By Terri Langford and Emily Foxhall, The Texas Tribune.

The owners of three Kerr County youth camps have asked Lt. Gov. Dan Patrick to reconsider some of the stricter new flood safety requirements contained in two bills before the Texas Legislature that have been filed as a result of the tragic July 4 Guadalupe River flooding that killed 27 Camp Mystic campers.
Two camp safety bills, House Bill 1 and Senate Bill 1 , would withhold state licensing if cabins are located in a floodplain. A week ago, both bills were passed by their respective home chambers.
Late Friday, The Texas Tribune obtained an Aug. 28 letter sent to Patrick by the owners of Camp Waldemar, Vista Camps and Camp Stewart. In it, the camp owners cite the cost of rebuilding cabins and ask Patrick to “work with us” by having an expert to propose “a safe and professionally analyzed solution through the Texas Water Development Board for the 100-year floodplain prohibition.”
The camp owners also insisted that there “must be meaningful financial support, whether through insurance, state grants, or other funding mechanisms, so that the burden does not fall solely on families, camps, and communities.”
State Sen. Charles Perry , R-Lubbock, who chairs the Senate Select Committee on Disaster Preparedness and Flood and the primary author of one of the bills, told the Tribune last week there would be no state assistance for camps to comply with pending legislation if it passes.
“No, camps are private enterprises,” Perry told The Texas Tribune after family members of the 27 Camp Mystic flood victims testified before his committee on Aug. 20. “The state’s not rebuilding private sector camps.”
The Texas Tribune reached out to Patrick’s office for comment on the letter, which was also forwarded to members of the Texas Senate and Gov.
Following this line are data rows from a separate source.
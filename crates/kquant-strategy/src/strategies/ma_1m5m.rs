//! 1분봉-5분평균 교차 전략.
//!
//! 1분봉 종가와 최근 5개 1분봉 종가 평균을 비교합니다:
//! - 종가 > 평균, 미보유 → 매수
//! - 종가 ≤ 평균, 보유 → 매도
//! - 장마감 시각(기본 15:20 KST) 도달, 보유 → 강제청산 (시장가)
//!
//! 보유 중 추가 매수는 하지 않습니다. 거래대금 필터가 켜져 있으면
//! 5일 평균 거래대금이 하한 미만인 종목은 건너뜁니다.

use crate::register_strategy;
use crate::traits::{ParamSpec, ParamType, Strategy, StrategySnapshot};
use async_trait::async_trait;
use chrono::{DateTime, NaiveTime, Utc};
use chrono_tz::Asia::Seoul;
use kquant_core::{
    KquantError, KquantResult, Price, SignalAction, Symbol, Timeframe, TradingSignal,
};
use rust_decimal::prelude::ToPrimitive;
use rust_decimal::Decimal;
use rust_decimal_macros::dec;
use serde::{Deserialize, Serialize};
use serde_json::{json, Value};
use std::collections::HashMap;
use tracing::{debug, info};

/// 전략 설정.
#[derive(Debug, Clone, Deserialize, Serialize)]
pub struct Ma1m5mConfig {
    /// 이동평균 기간 (1분봉 개수)
    #[serde(default = "default_ma_period")]
    pub ma_period: usize,

    /// 신뢰도 스케일: confidence = clamp(((p−m)/m) / k, 0, 1)
    #[serde(default = "default_confidence_scale")]
    pub confidence_scale: Decimal,

    /// 장마감 강제청산 시각 (KST, "HH:MM")
    #[serde(default = "default_session_close")]
    pub session_close_time: String,

    /// 강제청산 활성화
    #[serde(default = "default_true")]
    pub enable_forced_sell: bool,

    /// 5일 평균 거래대금 하한 (원)
    #[serde(default = "default_min_turnover")]
    pub min_turnover: Decimal,

    /// 거래대금 필터 활성화
    #[serde(default = "default_true")]
    pub enable_volume_filter: bool,
}

fn default_ma_period() -> usize {
    5
}
fn default_confidence_scale() -> Decimal {
    dec!(0.01)
}
fn default_session_close() -> String {
    "15:20".to_string()
}
fn default_true() -> bool {
    true
}
fn default_min_turnover() -> Decimal {
    Decimal::new(30_000_000_000, 0)
}

impl Default for Ma1m5mConfig {
    fn default() -> Self {
        Self {
            ma_period: default_ma_period(),
            confidence_scale: default_confidence_scale(),
            session_close_time: default_session_close(),
            enable_forced_sell: default_true(),
            min_turnover: default_min_turnover(),
            enable_volume_filter: default_true(),
        }
    }
}

#[derive(Debug, Clone)]
struct Holding {
    entry_price: Price,
    entry_ts: DateTime<Utc>,
}

/// 1분봉-5분평균 교차 전략.
pub struct Ma1m5mStrategy {
    config: Ma1m5mConfig,
    close_time: NaiveTime,
    /// 종목별 보유 상태 (이 인스턴스에 한정)
    holdings: HashMap<Symbol, Holding>,
}

impl Default for Ma1m5mStrategy {
    fn default() -> Self {
        let config = Ma1m5mConfig::default();
        let close_time = Self::parse_close_time(&config.session_close_time);
        Self {
            config,
            close_time,
            holdings: HashMap::new(),
        }
    }
}

impl Ma1m5mStrategy {
    fn parse_close_time(s: &str) -> NaiveTime {
        NaiveTime::parse_from_str(s, "%H:%M").unwrap_or_else(|_| {
            NaiveTime::from_hms_opt(15, 20, 0).expect("valid fallback time")
        })
    }

    fn sma_name(&self) -> String {
        format!("sma_{}", self.config.ma_period)
    }

    /// KST 기준으로 장마감 시각에 도달했는지 확인합니다.
    fn is_session_close(&self, ts: DateTime<Utc>) -> bool {
        ts.with_timezone(&Seoul).time() >= self.close_time
    }

    fn confidence(&self, price: Price, ma: Price) -> f64 {
        if ma.is_zero() || self.config.confidence_scale.is_zero() {
            return 0.0;
        }
        let deviation = ((price - ma).abs() / ma) / self.config.confidence_scale;
        deviation.to_f64().unwrap_or(0.0).clamp(0.0, 1.0)
    }
}

#[async_trait]
impl Strategy for Ma1m5mStrategy {
    fn name(&self) -> &str {
        "ma_1m5m"
    }

    fn required_indicators(&self) -> Vec<String> {
        vec![self.sma_name()]
    }

    fn parameter_schema(&self) -> HashMap<String, ParamSpec> {
        HashMap::from([
            (
                "ma_period".to_string(),
                ParamSpec {
                    param_type: ParamType::Integer,
                    default: json!(5),
                    min: Some(2.0),
                    max: Some(60.0),
                    desc: "이동평균 기간 (1분봉 개수)".to_string(),
                },
            ),
            (
                "confidence_scale".to_string(),
                ParamSpec {
                    param_type: ParamType::Decimal,
                    default: json!("0.01"),
                    min: Some(0.0001),
                    max: Some(1.0),
                    desc: "신뢰도 스케일 (괴리율 나눗수)".to_string(),
                },
            ),
            (
                "session_close_time".to_string(),
                ParamSpec {
                    param_type: ParamType::String,
                    default: json!("15:20"),
                    min: None,
                    max: None,
                    desc: "장마감 강제청산 시각 (KST)".to_string(),
                },
            ),
            (
                "min_turnover".to_string(),
                ParamSpec {
                    param_type: ParamType::Decimal,
                    default: json!("30000000000"),
                    min: Some(0.0),
                    max: None,
                    desc: "5일 평균 거래대금 하한 (원)".to_string(),
                },
            ),
        ])
    }

    fn configure(&mut self, params: Value) -> KquantResult<()> {
        let config: Ma1m5mConfig =
            serde_json::from_value(params).map_err(|e| KquantError::Strategy(e.to_string()))?;

        if config.ma_period < 2 {
            return Err(KquantError::Strategy(
                "ma_period must be >= 2".to_string(),
            ));
        }

        self.close_time = Self::parse_close_time(&config.session_close_time);
        self.config = config;
        info!(
            ma_period = self.config.ma_period,
            close_time = %self.config.session_close_time,
            "ma_1m5m configured"
        );
        Ok(())
    }

    async fn analyze(&mut self, snapshot: &StrategySnapshot) -> Option<TradingSignal> {
        // 1분봉에서만 동작
        if snapshot.indicators.timeframe != Timeframe::M1 {
            return None;
        }

        let price = snapshot.candle.as_ref()?.close;
        let ma = snapshot.indicators.get(&self.sma_name())?;
        let holding = self.holdings.get(&snapshot.symbol).cloned();

        // 장마감 강제청산이 다른 조건보다 우선
        if self.config.enable_forced_sell && self.is_session_close(snapshot.ts) {
            return match holding {
                Some(entry) => {
                    self.holdings.remove(&snapshot.symbol);
                    Some(
                        TradingSignal::new(
                            self.name(),
                            snapshot.symbol.clone(),
                            SignalAction::HoldExit,
                            format!(
                                "session close, entry {} at {}",
                                entry.entry_price, entry.entry_ts
                            ),
                        )
                        .with_confidence(1.0),
                    )
                }
                None => None,
            };
        }

        // 거래대금 필터
        if self.config.enable_volume_filter {
            if let Some(turnover) = snapshot.indicators.get("turnover_5d") {
                if turnover < self.config.min_turnover {
                    debug!(symbol = %snapshot.symbol, %turnover, "Below turnover floor, skipped");
                    return None;
                }
            }
        }

        if price > ma {
            if holding.is_none() {
                self.holdings.insert(
                    snapshot.symbol.clone(),
                    Holding {
                        entry_price: price,
                        entry_ts: snapshot.ts,
                    },
                );
                return Some(
                    TradingSignal::new(
                        self.name(),
                        snapshot.symbol.clone(),
                        SignalAction::Buy,
                        format!("close {} above {} {}", price, self.sma_name(), ma),
                    )
                    .with_confidence(self.confidence(price, ma))
                    .with_price(price),
                );
            }
            // 이미 보유 중 → 홀딩
            None
        } else {
            if holding.is_some() {
                self.holdings.remove(&snapshot.symbol);
                return Some(
                    TradingSignal::new(
                        self.name(),
                        snapshot.symbol.clone(),
                        SignalAction::Sell,
                        format!("close {} at/below {} {}", price, self.sma_name(), ma),
                    )
                    .with_confidence(self.confidence(price, ma))
                    .with_price(price),
                );
            }
            None
        }
    }

    async fn on_stop(&mut self) -> KquantResult<()> {
        self.holdings.clear();
        Ok(())
    }
}

register_strategy! {
    id: "ma_1m5m",
    aliases: ["1m5m", "moving_average_1m5m"],
    name: "1분봉-5분평균 교차",
    description: "1분봉 종가와 5분 이동평균 교차 매매, 장마감 강제청산",
    timeframe: "1m",
    type: Ma1m5mStrategy
}

#[cfg(test)]
mod tests {
    use super::*;
    use chrono::TimeZone;
    use kquant_core::{Candle, IndicatorSnapshot};

    fn symbol() -> Symbol {
        Symbol::canonicalize("005930").unwrap()
    }

    /// KST 10:00 (장중)의 UTC 시각
    fn intraday_ts() -> DateTime<Utc> {
        Utc.with_ymd_and_hms(2025, 3, 4, 1, 0, 0).unwrap()
    }

    /// KST 15:20 (장마감)의 UTC 시각
    fn close_ts() -> DateTime<Utc> {
        Utc.with_ymd_and_hms(2025, 3, 4, 6, 20, 0).unwrap()
    }

    fn snapshot(price: Decimal, ma: Decimal, ts: DateTime<Utc>) -> StrategySnapshot {
        let candle = Candle::new(
            symbol(),
            Timeframe::M1,
            ts,
            price,
            price,
            price,
            price,
            dec!(100),
        );
        let mut indicators = IndicatorSnapshot::new(symbol(), Timeframe::M1, ts);
        indicators.insert("sma_5", ma);
        StrategySnapshot {
            symbol: symbol(),
            ts,
            candle: Some(candle),
            indicators,
        }
    }

    fn strategy_without_volume_filter() -> Ma1m5mStrategy {
        let mut strategy = Ma1m5mStrategy::default();
        strategy.config.enable_volume_filter = false;
        strategy
    }

    #[tokio::test]
    async fn test_buy_on_cross_up_then_hold() {
        let mut strategy = strategy_without_volume_filter();

        let signal = strategy
            .analyze(&snapshot(dec!(75100), dec!(75000), intraday_ts()))
            .await
            .expect("buy signal");
        assert_eq!(signal.action, SignalAction::Buy);
        assert!(signal.confidence > 0.0);
        assert_eq!(signal.suggested_price, Some(dec!(75100)));

        // 보유 중 재매수 없음
        assert!(strategy
            .analyze(&snapshot(dec!(75200), dec!(75000), intraday_ts()))
            .await
            .is_none());
    }

    #[tokio::test]
    async fn test_sell_on_cross_down_only_when_holding() {
        let mut strategy = strategy_without_volume_filter();

        // 미보유 상태에서 하향 교차 → 관망
        assert!(strategy
            .analyze(&snapshot(dec!(74900), dec!(75000), intraday_ts()))
            .await
            .is_none());

        // 매수 후 하향 교차 → 매도
        strategy
            .analyze(&snapshot(dec!(75100), dec!(75000), intraday_ts()))
            .await
            .unwrap();
        let signal = strategy
            .analyze(&snapshot(dec!(74900), dec!(75000), intraday_ts()))
            .await
            .expect("sell signal");
        assert_eq!(signal.action, SignalAction::Sell);
    }

    #[tokio::test]
    async fn test_forced_exit_at_session_close() {
        let mut strategy = strategy_without_volume_filter();

        strategy
            .analyze(&snapshot(dec!(75100), dec!(75000), intraday_ts()))
            .await
            .unwrap();

        // 장마감 시각에는 가격 조건과 무관하게 강제청산
        let signal = strategy
            .analyze(&snapshot(dec!(76000), dec!(75000), close_ts()))
            .await
            .expect("forced exit");
        assert_eq!(signal.action, SignalAction::HoldExit);
        assert!(signal.is_forced_exit());

        // 미보유 시 장마감에도 신호 없음
        assert!(strategy
            .analyze(&snapshot(dec!(76000), dec!(75000), close_ts()))
            .await
            .is_none());
    }

    #[tokio::test]
    async fn test_volume_filter_skips_thin_symbols() {
        let mut strategy = Ma1m5mStrategy::default();

        let mut snap = snapshot(dec!(75100), dec!(75000), intraday_ts());
        snap.indicators.insert("turnover_5d", dec!(1_000_000_000));

        assert!(strategy.analyze(&snap).await.is_none());

        // 하한 이상이면 매수
        snap.indicators.insert("turnover_5d", dec!(50_000_000_000));
        assert!(strategy.analyze(&snap).await.is_some());
    }

    #[tokio::test]
    async fn test_confidence_scaling() {
        let mut strategy = strategy_without_volume_filter();
        strategy.config.confidence_scale = dec!(0.01);

        // 괴리율 0.1333% / 1% ≈ 0.1333
        let signal = strategy
            .analyze(&snapshot(dec!(75100), dec!(75000), intraday_ts()))
            .await
            .unwrap();
        assert!((signal.confidence - 0.1333).abs() < 0.001);

        // 큰 괴리는 1.0으로 클램프
        let mut strategy = strategy_without_volume_filter();
        let signal = strategy
            .analyze(&snapshot(dec!(90000), dec!(75000), intraday_ts()))
            .await
            .unwrap();
        assert_eq!(signal.confidence, 1.0);
    }

    #[test]
    fn test_required_indicators_follow_period() {
        let mut strategy = Ma1m5mStrategy::default();
        assert_eq!(strategy.required_indicators(), vec!["sma_5".to_string()]);

        strategy
            .configure(json!({"ma_period": 10, "enable_volume_filter": false}))
            .unwrap();
        assert_eq!(strategy.required_indicators(), vec!["sma_10".to_string()]);
    }
}
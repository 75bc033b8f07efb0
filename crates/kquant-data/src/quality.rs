//! 데이터 품질 게이트.
//!
//! 수신 틱은 아래 순서의 게이트를 통과하며, 첫 번째 실패가 결과를
//! 결정합니다:
//!
//! 1. 필수 필드 존재 — critical, 폐기
//! 2. 타입/범위 (`close > 0`, `volume ≥ 0`, 설정 가격 범위) — critical, 폐기
//! 3. OHLC 일관성 — high, 틱 폐기 (캔들 조립은 계속)
//! 4. 신선도 (기본 5분) — high, 경고 후 통과
//! 5. 중복 (직전 수락 틱과 동일한 (ts, close)) — 무음 폐기
//! 6. 가격 이상치 (최근 20개 종가 대비 z-점수 > 8) — high, 경고 후 통과.
//!    거래량 이상치는 경고만.

use chrono::{Duration, Utc};
use kquant_core::{MarketTick, Price, Symbol};
use rust_decimal::prelude::ToPrimitive;
use rust_decimal::Decimal;
use serde::Serialize;
use std::collections::{HashMap, VecDeque};

/// 게이트 실패 심각도.
#[derive(Debug, Clone, Copy, PartialEq, Eq, Serialize)]
#[serde(rename_all = "snake_case")]
pub enum QualitySeverity {
    /// 경고 (통과)
    Warning,
    /// 높음
    High,
    /// 치명적 (폐기)
    Critical,
}

/// 게이트 실패 보고.
#[derive(Debug, Clone, Serialize)]
pub struct QualityIssue {
    /// 실패한 게이트 이름
    pub gate: &'static str,
    /// 심각도
    pub severity: QualitySeverity,
    /// 설명
    pub message: String,
}

/// 품질 검사 결과.
#[derive(Debug)]
pub enum QualityVerdict {
    /// 통과 (경고 목록 포함 가능)
    Accept(Vec<QualityIssue>),
    /// 폐기, `quality_issue` 보고 대상
    Drop(QualityIssue),
    /// 중복으로 무음 폐기
    DropSilently,
}

impl QualityVerdict {
    /// 통과 여부.
    pub fn is_accepted(&self) -> bool {
        matches!(self, QualityVerdict::Accept(_))
    }
}

/// 품질 게이트 설정.
#[derive(Debug, Clone)]
pub struct QualityConfig {
    /// 허용 최저 가격
    pub min_price: Price,
    /// 허용 최고 가격
    pub max_price: Price,
    /// 신선도 임계 (초)
    pub staleness_threshold_secs: i64,
    /// 이상치 z-점수 임계
    pub outlier_z: f64,
    /// 종목당 종가 이력 크기
    pub history_size: usize,
    /// 거래량 이상치 배수 (평균 대비)
    pub volume_outlier_factor: f64,
}

impl Default for QualityConfig {
    fn default() -> Self {
        Self {
            min_price: Decimal::ONE,
            max_price: Decimal::new(10_000_000, 0),
            staleness_threshold_secs: 300,
            outlier_z: 8.0,
            history_size: 20,
            volume_outlier_factor: 10.0,
        }
    }
}

/// 게이트 통계.
#[derive(Debug, Default, Clone, Serialize)]
pub struct QualityStats {
    /// 검사한 틱 수
    pub checked: u64,
    /// 통과한 틱 수
    pub accepted: u64,
    /// 폐기한 틱 수
    pub dropped: u64,
    /// 중복으로 무음 폐기한 틱 수
    pub duplicates: u64,
    /// 경고 수
    pub warnings: u64,
}

#[derive(Default)]
struct SymbolHistory {
    closes: VecDeque<Decimal>,
    volumes: VecDeque<Decimal>,
    last_accepted: Option<(chrono::DateTime<Utc>, Decimal)>,
}

/// 데이터 품질 검사기.
pub struct DataQualityChecker {
    config: QualityConfig,
    history: HashMap<Symbol, SymbolHistory>,
    stats: QualityStats,
}

impl DataQualityChecker {
    /// 새 검사기를 생성합니다.
    pub fn new(config: QualityConfig) -> Self {
        Self {
            config,
            history: HashMap::new(),
            stats: QualityStats::default(),
        }
    }

    /// 틱을 게이트 순서대로 검사합니다.
    pub fn check(&mut self, tick: &MarketTick) -> QualityVerdict {
        self.stats.checked += 1;
        let mut warnings = Vec::new();

        // 1. 필수 필드
        if tick.symbol.as_str().is_empty() {
            return self.drop_with(QualityIssue {
                gate: "required_fields",
                severity: QualitySeverity::Critical,
                message: "missing symbol".to_string(),
            });
        }

        // 2. 타입/범위
        if tick.close <= Decimal::ZERO {
            return self.drop_with(QualityIssue {
                gate: "range",
                severity: QualitySeverity::Critical,
                message: format!("non-positive close: {}", tick.close),
            });
        }
        if tick.volume < Decimal::ZERO {
            return self.drop_with(QualityIssue {
                gate: "range",
                severity: QualitySeverity::Critical,
                message: format!("negative volume: {}", tick.volume),
            });
        }
        if tick.close < self.config.min_price || tick.close > self.config.max_price {
            return self.drop_with(QualityIssue {
                gate: "range",
                severity: QualitySeverity::Critical,
                message: format!(
                    "close {} outside [{}, {}]",
                    tick.close, self.config.min_price, self.config.max_price
                ),
            });
        }

        // 3. OHLC 일관성 (전체 OHLC가 제공된 경우만)
        if tick.has_full_ohlc() {
            let open = tick.open.unwrap_or(tick.close);
            let high = tick.high.unwrap_or(tick.close);
            let low = tick.low.unwrap_or(tick.close);
            if low > open.min(tick.close) || high < open.max(tick.close) {
                return self.drop_with(QualityIssue {
                    gate: "ohlc_consistency",
                    severity: QualitySeverity::High,
                    message: format!(
                        "inconsistent ohlc: o={} h={} l={} c={}",
                        open, high, low, tick.close
                    ),
                });
            }
        }

        // 4. 신선도
        let age = Utc::now() - tick.ts;
        if age > Duration::seconds(self.config.staleness_threshold_secs) {
            warnings.push(QualityIssue {
                gate: "staleness",
                severity: QualitySeverity::High,
                message: format!("tick is {}s old", age.num_seconds()),
            });
        }

        // 5. 중복 (직전 수락 틱과 동일한 ts/close)
        let entry = self.history.entry(tick.symbol.clone()).or_default();
        if let Some((last_ts, last_close)) = entry.last_accepted {
            if last_ts == tick.ts && last_close == tick.close {
                self.stats.duplicates += 1;
                return QualityVerdict::DropSilently;
            }
        }

        // 6. 이상치
        if let Some(z) = Self::z_score(&entry.closes, tick.close) {
            if z.abs() > self.config.outlier_z {
                warnings.push(QualityIssue {
                    gate: "price_outlier",
                    severity: QualitySeverity::High,
                    message: format!("z-score {:.1} exceeds {}", z, self.config.outlier_z),
                });
            }
        }
        if let Some(avg_volume) = Self::mean(&entry.volumes) {
            let volume = tick.volume.to_f64().unwrap_or(0.0);
            if avg_volume > 0.0 && volume > avg_volume * self.config.volume_outlier_factor {
                warnings.push(QualityIssue {
                    gate: "volume_outlier",
                    severity: QualitySeverity::Warning,
                    message: format!("volume {:.0} vs avg {:.0}", volume, avg_volume),
                });
            }
        }

        // 이력 갱신
        entry.last_accepted = Some((tick.ts, tick.close));
        entry.closes.push_back(tick.close);
        entry.volumes.push_back(tick.volume);
        while entry.closes.len() > self.config.history_size {
            entry.closes.pop_front();
        }
        while entry.volumes.len() > self.config.history_size {
            entry.volumes.pop_front();
        }

        self.stats.accepted += 1;
        self.stats.warnings += warnings.len() as u64;
        QualityVerdict::Accept(warnings)
    }

    /// 게이트 통계를 반환합니다.
    pub fn stats(&self) -> &QualityStats {
        &self.stats
    }

    fn drop_with(&mut self, issue: QualityIssue) -> QualityVerdict {
        self.stats.dropped += 1;
        QualityVerdict::Drop(issue)
    }

    fn mean(values: &VecDeque<Decimal>) -> Option<f64> {
        if values.is_empty() {
            return None;
        }
        let sum: f64 = values.iter().filter_map(|v| v.to_f64()).sum();
        Some(sum / values.len() as f64)
    }

    fn z_score(closes: &VecDeque<Decimal>, value: Decimal) -> Option<f64> {
        if closes.len() < 2 {
            return None;
        }
        let mean = Self::mean(closes)?;
        let variance: f64 = closes
            .iter()
            .filter_map(|v| v.to_f64())
            .map(|v| (v - mean).powi(2))
            .sum::<f64>()
            / closes.len() as f64;
        let std = variance.sqrt();
        if std == 0.0 {
            return None;
        }
        Some((value.to_f64()? - mean) / std)
    }
}

#[cfg(test)]
mod tests {
    use super::*;
    use kquant_core::TickSource;
    use rust_decimal_macros::dec;

    fn tick(close: Decimal) -> MarketTick {
        MarketTick::quote(
            Symbol::canonicalize("005930").unwrap(),
            Utc::now(),
            close,
            dec!(100),
            TickSource::BrokerWebsocket,
        )
    }

    #[test]
    fn test_accepts_normal_tick() {
        let mut checker = DataQualityChecker::new(QualityConfig::default());
        assert!(checker.check(&tick(dec!(75000))).is_accepted());
        assert_eq!(checker.stats().accepted, 1);
    }

    #[test]
    fn test_drops_non_positive_close() {
        let mut checker = DataQualityChecker::new(QualityConfig::default());
        match checker.check(&tick(dec!(0))) {
            QualityVerdict::Drop(issue) => {
                assert_eq!(issue.gate, "range");
                assert_eq!(issue.severity, QualitySeverity::Critical);
            }
            _ => panic!("expected drop"),
        }
    }

    #[test]
    fn test_drops_inconsistent_ohlc() {
        let mut checker = DataQualityChecker::new(QualityConfig::default());
        let mut bad = tick(dec!(75000));
        bad.open = Some(dec!(75000));
        bad.high = Some(dec!(74000)); // high < close
        bad.low = Some(dec!(74000));

        match checker.check(&bad) {
            QualityVerdict::Drop(issue) => assert_eq!(issue.gate, "ohlc_consistency"),
            _ => panic!("expected drop"),
        }
    }

    #[test]
    fn test_stale_tick_warns_but_passes() {
        let mut checker = DataQualityChecker::new(QualityConfig::default());
        let mut stale = tick(dec!(75000));
        stale.ts = Utc::now() - Duration::seconds(600);

        match checker.check(&stale) {
            QualityVerdict::Accept(warnings) => {
                assert_eq!(warnings.len(), 1);
                assert_eq!(warnings[0].gate, "staleness");
            }
            _ => panic!("expected accept with warning"),
        }
    }

    #[test]
    fn test_duplicate_dropped_silently() {
        let mut checker = DataQualityChecker::new(QualityConfig::default());
        let t = tick(dec!(75000));

        assert!(checker.check(&t).is_accepted());
        match checker.check(&t) {
            QualityVerdict::DropSilently => {}
            _ => panic!("expected silent drop"),
        }
        assert_eq!(checker.stats().duplicates, 1);

        // 재발행(리플레이)도 링을 바꾸지 않음
        match checker.check(&t) {
            QualityVerdict::DropSilently => {}
            _ => panic!("expected silent drop"),
        }
    }

    #[test]
    fn test_price_outlier_warns_but_passes() {
        let mut config = QualityConfig::default();
        config.outlier_z = 3.0;
        let mut checker = DataQualityChecker::new(config);

        // 안정된 이력 구축
        for i in 0..20 {
            let mut t = tick(dec!(75000) + Decimal::from(i % 3));
            t.ts = Utc::now() - Duration::seconds(20 - i);
            assert!(checker.check(&t).is_accepted());
        }

        // 급등 틱
        match checker.check(&tick(dec!(90000))) {
            QualityVerdict::Accept(warnings) => {
                assert!(warnings.iter().any(|w| w.gate == "price_outlier"));
            }
            _ => panic!("outlier must pass with warning"),
        }
    }
}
Greg. Abbott, and did not get an immediate response. The Tribune left phone messages at all three camps, asking for more detail and comment on the letter, but none were returned. The Tribune reached Meg Clark, executive director of Camp Waldemar late Friday. She confirmed the contents of the letter but declined to offer additional comment.
The two special legislative committees appointed after the July 4 disaster so far in public hearings have resisted discussing restricting development in floodplains statewide. Requiring camps to move cabins out of the floodplain was the biggest step they had taken in that direction — and is a major piece of the legislation. Flooding experts say getting kids out of risky areas as they sleep is a clear way to help protect them.
Originally, legislators had planned just to require that camps evacuate kids from campgrounds in the floodplain if the weather service issued a flash flood warning and to install ladders on cabins so campers could climb onto rooftops if the situation grew dire and for some reason they hadn't evacuated. But parents of the kids who died at Camp Mystic pushed to get more restrictive, camp-focused legislation on the table.
“The combination of devastating floods and the heavy financial burden proposed under new state regulations presents an impossible challenge,” the camps’ letter stated. “Collectively, our camps would face millions of dollars in mandated rebuilding costs for cabins subjected to the prohibition that did not sustain damage by recent flooding. These additional burdens would come on top of already significant flood repairs, operational expenses, and existing loans.”
A representative for the Camp Mystic families’ campaign for camp safety said, “We believe the parents’ testimonies and recent media interviews speak for themselves. We have no comment about this letter, but we support lawmakers’ efforts to pass SB1 and HB1 to ensure common sense safety reforms are in place for the 2026 summer camp season.”